### Work required
Every line that holds the word "lateral" needs to be copied from the data below.

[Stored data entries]
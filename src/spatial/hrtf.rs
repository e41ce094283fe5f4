//! Procedurally generated HRTF table.
//!
//! The table covers a 5° grid: 72 azimuth steps (0..360, 0 = straight ahead,
//! 90 = right) by 37 elevation steps (-90..=90). Each cell holds a 128-tap FIR
//! pair modelling interaural time difference, head shadow on the far ear, and a
//! weak elevation-dependent pinna reflection.

use crate::error::Result;
use std::f32::consts::PI;

pub const HRTF_TAPS: usize = 128;
pub const AZIMUTH_STEPS: usize = 72;
pub const ELEVATION_STEPS: usize = 37;
pub const ANGLE_STEP_DEGREES: f32 = 5.0;

/// Maximum interaural delay, in seconds.
const MAX_ITD_SECONDS: f32 = 0.0006;
/// Far-ear level reduction at full lateral incidence.
const HEAD_SHADOW: f32 = 0.3;

/// Left/right FIR coefficient pair for one grid cell.
#[derive(Debug, Clone, PartialEq)]
pub struct HrtfFilter {
    pub left: [f32; HRTF_TAPS],
    pub right: [f32; HRTF_TAPS],
}

impl HrtfFilter {
    pub fn silent() -> Self {
        Self {
            left: [0.0; HRTF_TAPS],
            right: [0.0; HRTF_TAPS],
        }
    }

    /// Single-tap filter applying plain channel gains.
    pub fn gains(left: f32, right: f32) -> Self {
        let mut filter = Self::silent();
        filter.left[0] = left;
        filter.right[0] = right;
        filter
    }

    /// Write `from * (1 - t) + to * t` into `self`. `t` is clamped to [0, 1], so every
    /// coefficient stays between the two inputs.
    pub fn blend_from(&mut self, from: &HrtfFilter, to: &HrtfFilter, t: f32) {
        let t = t.clamp(0.0, 1.0);
        let s = 1.0 - t;
        for ((dst, &a), &b) in self.left.iter_mut().zip(&from.left).zip(&to.left) {
            *dst = a * s + b * t;
        }
        for ((dst, &a), &b) in self.right.iter_mut().zip(&from.right).zip(&to.right) {
            *dst = a * s + b * t;
        }
    }
}

/// Immutable grid of [`HrtfFilter`]s, shared by every source.
#[derive(Debug)]
pub struct HrtfTable {
    filters: Vec<HrtfFilter>,
    sample_rate: u32,
}

impl HrtfTable {
    /// Generate the whole grid for `sample_rate`.
    ///
    /// # Errors
    ///
    /// `AllocationFailure` if the table cannot be reserved.
    pub fn procedural(sample_rate: u32) -> Result<Self> {
        let mut filters = Vec::new();
        filters.try_reserve_exact(AZIMUTH_STEPS * ELEVATION_STEPS)?;

        for az in 0..AZIMUTH_STEPS {
            for el in 0..ELEVATION_STEPS {
                let (azimuth, elevation) = Self::cell_angles(az * ELEVATION_STEPS + el);
                filters.push(synthesize(azimuth, elevation, sample_rate));
            }
        }

        log::info!(
            "Generated procedural HRTF ({} cells, {} taps, {} Hz)",
            filters.len(),
            HRTF_TAPS,
            sample_rate
        );
        Ok(Self {
            filters,
            sample_rate,
        })
    }

    pub fn sample_rate(&self) -> u32 {
        self.sample_rate
    }

    pub fn len(&self) -> usize {
        self.filters.len()
    }

    pub fn is_empty(&self) -> bool {
        self.filters.is_empty()
    }

    /// Nearest grid cell for an azimuth in degrees (any range) and an elevation in
    /// degrees (clamped to -90..=90).
    pub fn cell_for(azimuth: f32, elevation: f32) -> usize {
        let az = (azimuth.rem_euclid(360.0) / ANGLE_STEP_DEGREES).round() as usize % AZIMUTH_STEPS;
        let el = ((elevation.clamp(-90.0, 90.0) + 90.0) / ANGLE_STEP_DEGREES).round() as usize;
        az * ELEVATION_STEPS + el.min(ELEVATION_STEPS - 1)
    }

    /// Centre angles `(azimuth, elevation)` of a cell, in degrees.
    pub fn cell_angles(cell: usize) -> (f32, f32) {
        let az = cell / ELEVATION_STEPS;
        let el = cell % ELEVATION_STEPS;
        (
            az as f32 * ANGLE_STEP_DEGREES,
            el as f32 * ANGLE_STEP_DEGREES - 90.0,
        )
    }

    pub fn filter(&self, cell: usize) -> &HrtfFilter {
        &self.filters[cell % self.filters.len()]
    }
}

fn synthesize(azimuth: f32, elevation: f32, sample_rate: u32) -> HrtfFilter {
    let az = azimuth * PI / 180.0;
    let el = elevation * PI / 180.0;
    // Positive = source on the right.
    let lateral = az.sin() * el.cos();

    let itd = (lateral.abs() * MAX_ITD_SECONDS * sample_rate as f32).round() as usize;
    let itd = itd.min(HRTF_TAPS - 4);
    let far_gain = 1.0 - lateral.abs() * HEAD_SHADOW;

    // Pinna reflection arrives later for sources below the horizon.
    let pinna_delay = 2 + ((90.0 - elevation) / 30.0).round() as usize;
    let pinna_gain = 0.1 * el.cos();

    let mut near = [0.0; HRTF_TAPS];
    let mut far = [0.0; HRTF_TAPS];

    near[0] = 1.0;
    near[pinna_delay] += pinna_gain;

    // Head shadow smears the far-ear impulse over a few taps (crude low-pass).
    let shadow = lateral.abs();
    let weights = [1.0 - 0.4 * shadow, 0.3 * shadow, 0.1 * shadow];
    for (k, w) in weights.iter().enumerate() {
        far[itd + k] += far_gain * w;
    }
    far[(itd + pinna_delay).min(HRTF_TAPS - 1)] += pinna_gain * far_gain;

    if lateral >= 0.0 {
        HrtfFilter {
            left: far,
            right: near,
        }
    } else {
        HrtfFilter {
            left: near,
            right: far,
        }
    }
}

#[cfg(test)]
mod tests {
    use super::*;

    fn peak_index(taps: &[f32]) -> usize {
        taps.iter()
            .enumerate()
            .fold((0, f32::MIN), |best, (i, &v)| if v > best.1 { (i, v) } else { best })
            .0
    }

    #[test]
    fn test_table_dimensions() {
        let table = HrtfTable::procedural(48000).unwrap();
        assert_eq!(table.len(), 72 * 37);
    }

    #[test]
    fn test_cell_lookup_rounds_to_nearest() {
        assert_eq!(HrtfTable::cell_for(0.0, 0.0), 18);
        assert_eq!(HrtfTable::cell_for(91.0, 0.0), HrtfTable::cell_for(90.0, 0.0));
        assert_eq!(HrtfTable::cell_for(358.0, 0.0), HrtfTable::cell_for(0.0, 0.0));
        assert_eq!(HrtfTable::cell_for(-90.0, 0.0), HrtfTable::cell_for(270.0, 0.0));
        assert_eq!(HrtfTable::cell_for(0.0, 120.0), HrtfTable::cell_for(0.0, 90.0));
        let (az, el) = HrtfTable::cell_angles(HrtfTable::cell_for(45.0, -30.0));
        assert_eq!((az, el), (45.0, -30.0));
    }

    #[test]
    fn test_right_source_delays_left_ear() {
        let table = HrtfTable::procedural(48000).unwrap();
        let filter = table.filter(HrtfTable::cell_for(90.0, 0.0));
        assert_eq!(peak_index(&filter.right), 0);
        assert!(peak_index(&filter.left) > 20);
        let left_energy: f32 = filter.left.iter().map(|c| c * c).sum();
        let right_energy: f32 = filter.right.iter().map(|c| c * c).sum();
        assert!(right_energy > left_energy);
    }

    #[test]
    fn test_frontal_source_is_symmetric() {
        let table = HrtfTable::procedural(48000).unwrap();
        let filter = table.filter(HrtfTable::cell_for(0.0, 0.0));
        for (l, r) in filter.left.iter().zip(&filter.right) {
            assert!((l - r).abs() < 1e-6);
        }
    }

    #[test]
    fn test_blend_is_convex() {
        let a = HrtfFilter::gains(1.0, 0.0);
        let b = HrtfFilter::gains(0.0, 1.0);
        let mut out = HrtfFilter::silent();
        for step in 0..=10 {
            let t = step as f32 / 10.0;
            out.blend_from(&a, &b, t);
            assert!((0.0..=1.0).contains(&out.left[0]));
            assert!((out.left[0] + out.right[0] - 1.0).abs() < 1e-6);
        }
        out.blend_from(&a, &b, 1.0);
        assert_eq!(out, b);
    }
}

### Result of this task
/// Far-ear level reduction at full lateral incidence.
    let lateral = az.sin() * el.cos();
    let itd = (lateral.abs() * MAX_ITD_SECONDS * sample_rate as f32).round() as usize;
    let far_gain = 1.0 - lateral.abs() * HEAD_SHADOW;
    let shadow = lateral.abs();
    if lateral >= 0.0 {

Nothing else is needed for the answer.